Dataset records START

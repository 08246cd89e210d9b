//! Retry Dispatcher: replays a request once with a renewed credential.

use reqwest::header::AUTHORIZATION;
use tokenrelay_core::Secret;
use tracing::debug;

use crate::augment::bearer_header;
use crate::error::HttpError;
use crate::request::ApiRequest;
use crate::response::ApiResponse;
use crate::transport::Transport;

/// Re-issue `request` with `Bearer <access_token>` and return its outcome.
///
/// The retry marker is set before sending and the result is final: a replay
/// that fails, even with 401, is handed back as is.
pub async fn replay(
    transport: &dyn Transport,
    mut request: ApiRequest,
    access_token: &Secret,
) -> Result<ApiResponse, HttpError> {
    let header = bearer_header(access_token)
        .ok_or_else(|| HttpError::invalid_request("renewed access token is not a valid header value"))?;
    request.headers.insert(AUTHORIZATION, header);
    request.mark_retry();

    debug!(request_id = %request.id, method = %request.method, path = %request.path, "Replaying request with renewed credential");
    transport.send(&request).await
}
//! Client configuration.

use std::time::Duration;

use serde::{Deserialize, Serialize};
use tokenrelay_core::{AuthRoutes, ExemptionSet};
use url::Url;

use crate::error::ClientError;

/// Settings for an [`ApiClient`](crate::ApiClient).
///
/// Every field has a default, so a partial TOML table is enough:
///
/// ```
/// use tokenrelay_client::ClientConfig;
///
/// let config: ClientConfig = toml::from_str(r#"
///     base_url = "https://api.example.com"
///     renewal_timeout_secs = 15
///
///     [routes]
///     login = "/auth/login"
/// "#).unwrap();
///
/// assert_eq!(config.routes.login, "/auth/login");
/// assert_eq!(config.routes.refresh_token, "/api/v1/authentications/refresh-token");
/// ```
#[derive(Debug, Clone, PartialEq, Serialize, Deserialize)]
#[serde(default)]
pub struct ClientConfig {
    /// Prefix for every request path.
    pub base_url: String,

    /// Authentication endpoints; all of them are exempt from credential handling.
    pub routes: AuthRoutes,

    /// Further paths to exempt.
    pub extra_exempt: Vec<String>,

    /// Upper bound on a renewal call. Unset waits indefinitely.
    pub renewal_timeout_secs: Option<u64>,

    /// Per-request timeout of the HTTP client. Unset uses reqwest's default.
    pub request_timeout_secs: Option<u64>,

    /// Fall back to the access token's `sub` claim when the session has no user id.
    pub user_id_from_token: bool,

    /// Path fragments whose 404 answers are expected and logged at trace
    /// level. A request matches when its path contains any fragment, so
    /// `/cart/summary` also covers `/api/v1/cart/summary/42`.
    pub quiet_not_found: Vec<String>,
}

impl Default for ClientConfig {
    fn default() -> Self {
        Self {
            base_url: "http://127.0.0.1:8080".to_string(),
            routes: AuthRoutes::default(),
            extra_exempt: Vec::new(),
            renewal_timeout_secs: None,
            request_timeout_secs: None,
            user_id_from_token: false,
            quiet_not_found: Vec::new(),
        }
    }
}

impl ClientConfig {
    pub fn new(base_url: impl Into<String>) -> Self {
        Self {
            base_url: base_url.into(),
            ..Self::default()
        }
    }

    /// The parsed base URL.
    pub fn parsed_base_url(&self) -> Result<Url, ClientError> {
        Url::parse(&self.base_url)
            .map_err(|e| ClientError::Config(format!("invalid base_url {:?}: {}", self.base_url, e)))
    }

    pub fn exemption_set(&self) -> ExemptionSet {
        ExemptionSet::from_routes(&self.routes).with_paths(&self.extra_exempt)
    }

    pub fn renewal_timeout(&self) -> Option<Duration> {
        self.renewal_timeout_secs.map(Duration::from_secs)
    }

    pub fn request_timeout(&self) -> Option<Duration> {
        self.request_timeout_secs.map(Duration::from_secs)
    }

    /// Whether a 404 from `path` is expected.
    pub fn is_quiet_not_found(&self, path: &str) -> bool {
        self.quiet_not_found
            .iter()
            .filter(|fragment| !fragment.is_empty())
            .any(|fragment| path.contains(fragment.as_str()))
    }
}
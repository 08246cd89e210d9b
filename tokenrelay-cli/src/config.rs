//! CLI configuration handling.

use std::path::{Path, PathBuf};

use anyhow::{Context, Result};
use directories::ProjectDirs;
use serde::{Deserialize, Serialize};
use tokenrelay_client::ClientConfig;
use tokenrelay_core::StoreBackend;

#[derive(Debug, Clone, Serialize, Deserialize)]
#[serde(default)]
pub struct CliConfig {
    /// Target API and renewal settings.
    pub client: ClientConfig,

    /// Where credentials are kept between invocations.
    pub store: StoreBackend,

    /// Override for the file store location.
    pub credentials_path: Option<PathBuf>,

    /// Separates independent sessions in one store.
    pub namespace: String,

    /// Logging level, overridden by `RUST_LOG`.
    pub log_level: String,

    /// Path to the configuration file that was loaded.
    #[serde(skip)]
    pub config_path: PathBuf,
}

impl Default for CliConfig {
    fn default() -> Self {
        Self {
            client: ClientConfig::default(),
            store: StoreBackend::default(),
            credentials_path: None,
            namespace: "default".to_string(),
            log_level: "warn".to_string(),
            config_path: PathBuf::new(),
        }
    }
}

/// `config.toml` in the platform config directory.
pub fn default_config_path() -> PathBuf {
    project_dirs()
        .map(|d| d.config_dir().join("config.toml"))
        .unwrap_or_else(|| PathBuf::from("tokenrelay.toml"))
}

/// Load configuration from `path`, or the default location.
///
/// A missing file yields the defaults; an unreadable or invalid one is an error.
pub fn load_config(path: Option<&Path>) -> Result<CliConfig> {
    let config_path = path.map(Path::to_path_buf).unwrap_or_else(default_config_path);

    let mut config = if config_path.exists() {
        let contents = std::fs::read_to_string(&config_path)
            .with_context(|| format!("Failed to read config from {:?}", config_path))?;
        parse_config(&contents)
            .with_context(|| format!("Failed to parse config from {:?}", config_path))?
    } else {
        CliConfig::default()
    };

    config.config_path = config_path;
    Ok(config)
}

pub fn parse_config(contents: &str) -> Result<CliConfig> {
    let config: CliConfig = toml::from_str(contents)?;
    config.client.parsed_base_url()?;
    Ok(config)
}

fn project_dirs() -> Option<ProjectDirs> {
    ProjectDirs::from("dev", "tokenrelay", "tokenrelay")
}
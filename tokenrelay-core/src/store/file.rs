//! JSON file-backed secret storage.
//!
//! Secrets are kept in a single JSON document in the platform data directory
//! (`~/.local/share/tokenrelay/credentials.json` on Linux). Every mutation is
//! written through to disk by staging the whole document in a sibling temp
//! file and renaming it over the old one, so readers see either the previous
//! or the new document and never a partial one.

use std::collections::BTreeMap;
use std::fs;
use std::io::Write;
use std::path::{Path, PathBuf};

use async_trait::async_trait;
use parking_lot::RwLock;
use serde::{Deserialize, Serialize};

use super::{Secret, SecretStore, StoreError};

/// On-disk format.
#[derive(Debug, Clone, Serialize, Deserialize)]
struct CredentialFile {
    /// Version of the file format (for future migrations).
    version: u32,

    secrets: BTreeMap<String, Secret>,
}

impl Default for CredentialFile {
    fn default() -> Self {
        Self {
            version: 1,
            secrets: BTreeMap::new(),
        }
    }
}

/// File-backed secret store.
///
/// On Unix the file is created with mode `0600` and never exists with wider
/// permissions.
pub struct FileStore {
    path: PathBuf,
    data: RwLock<CredentialFile>,
}

impl FileStore {
    /// Default location of the credentials file.
    pub fn default_path() -> Result<PathBuf, StoreError> {
        let dirs = directories::ProjectDirs::from("dev", "tokenrelay", "tokenrelay").ok_or_else(
            || StoreError::BackendError {
                message: "no home directory available for credential file".to_string(),
            },
        )?;
        Ok(dirs.data_dir().join("credentials.json"))
    }

    /// Open the store at its default location.
    pub fn open_default() -> Result<Self, StoreError> {
        Self::open(Self::default_path()?)
    }

    /// Open (or create) the store at `path`.
    ///
    /// Creates parent directories if they don't exist. The file itself is
    /// only written on the first mutation.
    pub fn open(path: impl Into<PathBuf>) -> Result<Self, StoreError> {
        let path = path.into();
        if let Some(parent) = path.parent() {
            fs::create_dir_all(parent)?;
        }

        let data = if path.exists() {
            let contents = fs::read_to_string(&path)?;
            if contents.trim().is_empty() {
                CredentialFile::default()
            } else {
                serde_json::from_str(&contents)?
            }
        } else {
            CredentialFile::default()
        };

        Ok(Self {
            path,
            data: RwLock::new(data),
        })
    }

    /// Path of the backing file.
    pub fn path(&self) -> &Path {
        &self.path
    }

    fn persist(&self, data: &CredentialFile) -> Result<(), StoreError> {
        let json = serde_json::to_vec_pretty(data)?;
        let dir = match self.path.parent() {
            Some(parent) if !parent.as_os_str().is_empty() => parent,
            _ => Path::new("."),
        };

        // Same directory as the target so the rename stays on one filesystem.
        let mut staged = tempfile::Builder::new()
            .prefix(".credentials")
            .suffix(".tmp")
            .tempfile_in(dir)?;

        #[cfg(unix)]
        {
            use std::os::unix::fs::PermissionsExt;
            staged
                .as_file()
                .set_permissions(fs::Permissions::from_mode(0o600))?;
        }

        staged.write_all(&json)?;
        staged.as_file().sync_all()?;
        staged.persist(&self.path).map_err(|e| StoreError::Io(e.error))?;
        Ok(())
    }
}

impl std::fmt::Debug for FileStore {
    fn fmt(&self, f: &mut std::fmt::Formatter<'_>) -> std::fmt::Result {
        f.debug_struct("FileStore")
            .field("path", &self.path)
            .field("keys_count", &self.data.read().secrets.len())
            .finish()
    }
}

#[async_trait]
impl SecretStore for FileStore {
    async fn get(&self, key: &str) -> Result<Option<Secret>, StoreError> {
        Ok(self.data.read().secrets.get(key).cloned())
    }

    async fn set(&self, key: &str, secret: &Secret) -> Result<(), StoreError> {
        let mut data = self.data.write();
        data.secrets.insert(key.to_string(), secret.clone());
        self.persist(&data)
    }

    async fn delete(&self, key: &str) -> Result<(), StoreError> {
        let mut data = self.data.write();
        if data.secrets.remove(key).is_some() {
            self.persist(&data)?;
        }
        Ok(())
    }

    async fn list_keys(&self, prefix: &str) -> Result<Vec<String>, StoreError> {
        Ok(self
            .data
            .read()
            .secrets
            .keys()
            .filter(|k| k.starts_with(prefix))
            .cloned()
            .collect())
    }
}
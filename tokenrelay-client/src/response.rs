//! Successful responses.

use reqwest::StatusCode;
use reqwest::header::HeaderMap;
use serde::de::DeserializeOwned;

/// A response with a success status, fully buffered.
#[derive(Debug, Clone)]
pub struct ApiResponse {
    pub status: StatusCode,
    pub headers: HeaderMap,
    pub body: Vec<u8>,
}

impl ApiResponse {
    pub fn new(status: StatusCode, body: impl Into<Vec<u8>>) -> Self {
        Self {
            status,
            headers: HeaderMap::new(),
            body: body.into(),
        }
    }

    /// Decode the body as JSON.
    pub fn json<T: DeserializeOwned>(&self) -> Result<T, serde_json::Error> {
        serde_json::from_slice(&self.body)
    }

    /// The body as text, replacing invalid UTF-8.
    pub fn text(&self) -> String {
        String::from_utf8_lossy(&self.body).into_owned()
    }
}
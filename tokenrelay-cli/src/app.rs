//! Command implementations shared by the binary and its tests.

use std::path::Path;
use std::sync::Arc;

use anyhow::{Context, Result, anyhow, bail};
use chrono::{DateTime, Utc};
use reqwest::Method;
use serde::Serialize;
use tokenrelay_client::{ApiClient, ApiRequest, FormPart};
use tokenrelay_core::{
    CredentialPair, CredentialStore, SecretCredentialStore, SecretStore, SessionState, claims,
    create_store,
};
use tracing::debug;

use crate::config::CliConfig;

/// Credential store type used by the CLI.
pub type Store = SecretCredentialStore<Box<dyn SecretStore>>;

/// A client with its persisted session restored.
pub struct App {
    pub client: ApiClient,
    pub store: Arc<Store>,
    pub session: Arc<SessionState>,
}

impl App {
    /// Open the store named in `config` and restore the saved session.
    pub async fn open(config: &CliConfig) -> Result<Self> {
        let secrets = create_store(config.store, config.credentials_path.clone());
        Self::with_store(config, secrets).await
    }

    pub async fn with_store(config: &CliConfig, secrets: Box<dyn SecretStore>) -> Result<Self> {
        let store = Arc::new(SecretCredentialStore::new(secrets, config.namespace.clone()));
        let session = Arc::new(SessionState::new());

        if let Some(user_id) = store.user_id().await? {
            debug!("Restoring session for user {}", user_id);
            session.establish(user_id);
        }

        let client = ApiClient::new(config.client.clone(), store.clone(), session.clone())
            .context("Failed to create API client")?;

        Ok(Self {
            client,
            store,
            session,
        })
    }

    /// Store externally issued credentials as the current session.
    pub async fn import(&self, access: &str, refresh: &str, user_id: &str) -> Result<()> {
        if access.is_empty() || refresh.is_empty() {
            bail!("Both access and refresh tokens are required");
        }
        self.client
            .establish_session(CredentialPair::new(access, refresh), user_id)
            .await?;
        self.store.set_user_id(user_id).await?;
        Ok(())
    }

    pub async fn status(&self) -> Result<StatusReport> {
        let access = self.store.access_token().await?;
        let refresh = self.store.refresh_token().await?;
        let user_id = self.store.user_id().await?;

        let expires_at = access.as_ref().and_then(|t| claims::expires_at(t.expose()));
        let expires_in = access
            .as_ref()
            .filter(|_| expires_at.is_some())
            .map(|t| claims::format_time_until_expiry(t.expose()));

        Ok(StatusReport {
            signed_in: access.is_some() && refresh.is_some() && user_id.is_some(),
            user_id,
            has_access_token: access.is_some(),
            has_refresh_token: refresh.is_some(),
            expires_at,
            expires_in,
        })
    }

    pub async fn logout(&self) -> Result<()> {
        self.client.logout().await;
        self.store.forget_user_id().await?;
        Ok(())
    }

    /// Drop the saved user id after the session was ended by a failed renewal.
    pub async fn forget_session(&self) -> Result<()> {
        self.store.forget_user_id().await?;
        Ok(())
    }
}

/// Output of the `status` command.
#[derive(Debug, Clone, PartialEq, Eq, Serialize)]
pub struct StatusReport {
    pub signed_in: bool,
    pub user_id: Option<String>,
    pub has_access_token: bool,
    pub has_refresh_token: bool,
    pub expires_at: Option<DateTime<Utc>>,
    pub expires_in: Option<String>,
}

/// Parse `key=value`.
pub fn parse_key_value(s: &str) -> Result<(String, String)> {
    let (key, value) = s
        .split_once('=')
        .ok_or_else(|| anyhow!("expected key=value, got {:?}", s))?;
    if key.is_empty() {
        bail!("empty key in {:?}", s);
    }
    Ok((key.to_string(), value.to_string()))
}

/// Arguments of the `request` command.
#[derive(Debug, Default)]
pub struct RequestSpec {
    pub method: String,
    pub path: String,
    pub json: Option<String>,
    pub query: Vec<(String, String)>,
    pub form: Vec<(String, String)>,
    pub files: Vec<(String, String)>,
}

/// Build the request described on the command line.
///
/// Form fields or files select the multipart channel; otherwise a `--json`
/// body is sent on the JSON channel.
pub fn build_request(spec: &RequestSpec) -> Result<ApiRequest> {
    let method = Method::from_bytes(spec.method.to_ascii_uppercase().as_bytes())
        .with_context(|| format!("Invalid HTTP method {:?}", spec.method))?;
    let mut request = ApiRequest::new(method, spec.path.clone());
    for (key, value) in &spec.query {
        request = request.with_query(key.clone(), value.clone());
    }

    if !spec.form.is_empty() || !spec.files.is_empty() {
        if spec.json.is_some() {
            bail!("--json cannot be combined with --form or --file");
        }
        let mut parts: Vec<FormPart> = spec
            .form
            .iter()
            .map(|(k, v)| FormPart::text(k.clone(), v.clone()))
            .collect();
        for (field, file) in &spec.files {
            parts.push(file_part(field, Path::new(file))?);
        }
        return Ok(request.with_multipart(parts));
    }

    if let Some(body) = &spec.json {
        let value: serde_json::Value =
            serde_json::from_str(body).context("--json is not valid JSON")?;
        request = request.with_json(value);
    }
    Ok(request)
}

fn file_part(field: &str, path: &Path) -> Result<FormPart> {
    let bytes = std::fs::read(path).with_context(|| format!("Failed to read {:?}", path))?;
    let file_name = path
        .file_name()
        .map(|n| n.to_string_lossy().into_owned())
        .unwrap_or_else(|| field.to_string());
    Ok(FormPart::file(field, file_name, bytes))
}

Dataset records END

In the records above, find each line with the word "filename" and copy it out.

filename tokenrelay-cli/src/config.rs
filename tokenrelay-core/src/store/file.rs
filename tokenrelay-client/src/response.rs
filename tokenrelay-cli/src/app.rs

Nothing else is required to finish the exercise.